LIFE AND VIEWS OF EPICTETUS (continued.)
Of the life of Epictetus, as distinct from his opinions, there is unfortunately little more to be told. The life of
slave, who in Nicopolis
Taught Arrian, when Vespasian’s brutal son
Cleared Rome of what most shamed him,”
is not an eventful life, and the conditions which surrounded it are very circumscribed. Great men, it has been observed, have often the shortest biographies; their real life is in their books.
At some period of his life, but how or when we do not know, Epictetus was manumitted by his master, and was henceforward regarded by the world as free. Probably the change made little or no difference in his life. If it saved him from a certain amount of brutality, if it gave him more uninterrupted leisure, it probably did not in the slightest degree modify the hardships of his existence, and may have caused him some little anxiety as to the means of procuring the necessaries of life.

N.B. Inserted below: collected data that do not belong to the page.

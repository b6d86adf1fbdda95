use std::collections::HashMap;

use crate::error::{KernelError, Result};
use crate::math::Point3;
use crate::topology::{EdgeId, Entity, OrientedEdge, SolidId, TopologyStore, VertexData};

use super::{make_line_edge, MakeFace, MakeShell, MakeSolid, MakeWire};

/// Creates a closed polyhedral solid from indexed points and face loops.
///
/// Each face loop lists point indices counter-clockwise when seen from outside.
/// Vertices and edges are shared between adjacent faces, so the resulting shell
/// is connected by construction. Faces appear in the shell in the given order.
pub struct MakePolyhedron {
    points: Vec<Point3>,
    faces: Vec<Vec<usize>>,
}

impl MakePolyhedron {
    /// Creates a new `MakePolyhedron` operation.
    #[must_use]
    pub fn new(points: Vec<Point3>, faces: Vec<Vec<usize>>) -> Self {
        Self { points, faces }
    }

    /// Executes the operation, creating the solid in the topology store.
    ///
    /// # Errors
    ///
    /// Returns an error if a face references a missing point, has fewer than
    /// three corners, or the faces do not close up.
    pub fn execute(&self, store: &mut TopologyStore) -> Result<SolidId> {
        for loop_ in &self.faces {
            if loop_.len() < 3 {
                return Err(
                    KernelError::InvalidInput("a face needs at least 3 corners".into()).into(),
                );
            }
            if let Some(&bad) = loop_.iter().find(|&&i| i >= self.points.len()) {
                return Err(
                    KernelError::InvalidInput(format!("point index {bad} out of range")).into(),
                );
            }
        }

        let mut created = Vec::new();
        let result = self.build(store, &mut created);
        if result.is_err() {
            store.discard(&created);
        }
        result
    }

    fn build(&self, store: &mut TopologyStore, created: &mut Vec<Entity>) -> Result<SolidId> {
        let vertices: Vec<_> = self
            .points
            .iter()
            .map(|&p| {
                let v = store.add_vertex(VertexData::new(p));
                created.push(Entity::Vertex(v));
                v
            })
            .collect();

        let mut edges: HashMap<(usize, usize), EdgeId> = HashMap::new();
        let mut faces = Vec::with_capacity(self.faces.len());
        for loop_ in &self.faces {
            let mut oriented = Vec::with_capacity(loop_.len());
            for (k, &a) in loop_.iter().enumerate() {
                let b = loop_[(k + 1) % loop_.len()];
                let key = (a.min(b), a.max(b));
                let edge = match edges.get(&key) {
                    Some(&edge) => edge,
                    None => {
                        let edge = make_line_edge(store, vertices[key.0], vertices[key.1])?;
                        created.push(Entity::Edge(edge));
                        edges.insert(key, edge);
                        edge
                    }
                };
                oriented.push(OrientedEdge::new(edge, a == key.0));
            }
            let wire = MakeWire::from_edges(oriented).execute(store)?;
            created.push(Entity::Wire(wire));
            let face = MakeFace::new(wire, vec![]).execute(store)?;
            created.push(Entity::Face(face));
            faces.push(face);
        }

        let shell = MakeShell::new(faces).execute(store)?;
        created.push(Entity::Shell(shell));
        MakeSolid::new(shell, vec![]).execute(store)
    }
}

He, of all men, would have attached the least importance to the external conditions under which he lived; he always regarded them as falling under the category of things which lay beyond the sphere of his own influence, and therefore as things with which he had nothing to do. Even in his most oppressed days, he considered himself, by the grace of heaven, to be more free—free in a far truer and higher sense—than thousands of those who owed allegiance to no master’s will. Whether he had saved any small sum of money, or whether his needs were supplied by the many who loved and honoured him, we do not know. He was a man who was content with the barest necessaries of life, and we may be sure that he would have refused to be indebted to any one for more than these.